BIM et construction durable : la donnée comme clé de l’avenir

Souvent présenté comme un levier de compétitivité immédiat, le BIM au Luxembourg reste un programme ambitieux, à la fois stratégique, opérationnel et surtout financier, dont la mise en œuvre demeure complexe malgré des protocoles de déploiement et de formation adaptés.

S’il propose une nouvelle manière de concevoir et de piloter la construction, il impose aussi des contraintes parfois superflues. L’enjeu est donc de recentrer l’approche afin que la « bonne donnée », « chaude ou froide »* soit transmise, exploitée ou collectée au bon moment — tout l’intérêt du « I » (information) de BIM.

Dans ce contexte, le CRTI-B pilote la stratégie nationale et adapte les référentiels internationaux aux besoins locaux, tandis que dans la continuité des travaux du CEN/TC 442, le pragmatisme revient au premier plan. La surabondance d’informations cède progressivement la place à une gestion plus réaliste, en phase avec les besoins réels et en cohérence avec les normes ISO 19650 (gestion de l’information) ou encore ISO 16739 (IFC).

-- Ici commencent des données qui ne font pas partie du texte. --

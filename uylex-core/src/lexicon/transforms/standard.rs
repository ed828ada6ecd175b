//! Standard transform definitions
//!
//! Pre-built transforms for common use cases, defined as statics using
//! `once_cell::sync::Lazy`.

use crate::lexicon::normalizer::{NormalizeOptions, NormalizedLexicon, Normalizer, SanitizedLexicon};
use crate::lexicon::transforms::stages::CharsetSanitation;
use crate::lexicon::transforms::Transform;
use once_cell::sync::Lazy;

/// Type alias for the sanitation transform
pub type SanitationTransform = Transform<String, SanitizedLexicon>;

/// Type alias for the full normalization transform
pub type NormalizationTransform = Transform<String, NormalizedLexicon>;

/// Character-set sanitation only: String → SanitizedLexicon
///
/// Useful to inspect which characters a dump would lose.
pub static SANITATION: Lazy<SanitationTransform> =
    Lazy::new(|| Transform::from_fn(|source: String| Ok(source)).then(CharsetSanitation::new()));

/// Full normalization with default options: String → NormalizedLexicon
///
/// 1. Character-set sanitation
/// 2. Entry cleaning with the rule-based sentence splitter
/// 3. Sense resolution
pub static NORMALIZATION: Lazy<NormalizationTransform> =
    Lazy::new(|| Normalizer::new(NormalizeOptions::default()).into_transform());

#[cfg(test)]
mod tests {
    use super::*;

    #[test]
    fn test_sanitation() {
        let result = SANITATION.run("a\tDICT\tb°\n".to_string()).unwrap();
        assert_eq!(result.lines, vec!["a\tDICT\tb".to_string()]);
    }

    #[test]
    fn test_normalization() {
        let result = NORMALIZATION
            .run("ئات\tDICT\thorse, steed\n".to_string())
            .unwrap();
        assert_eq!(result.stats.written, 2);
    }

    #[test]
    fn test_transforms_are_reusable() {
        let first = NORMALIZATION.run("ئات\tDICT\thorse\n".to_string()).unwrap();
        let second = NORMALIZATION.run("ئات\tDICT\tsteed\n".to_string()).unwrap();

        assert_eq!(first.entries().next().unwrap().target, "horse");
        assert_eq!(second.entries().next().unwrap().target, "steed");
    }
}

La donnée et son lien avec la construction durable

Avant de tracer la moindre ligne ou de se lancer dans une modélisation complexe, il est indispensable de poser les bases d’une intelligence collective, avec des objectifs clairs, partagés et réalistes. Ce n’est qu’à cette condition que la structuration de l’information – et donc de la donnée – peut véritablement commencer, permettant à toutes les parties prenantes de s’impliquer de manière efficace et durable.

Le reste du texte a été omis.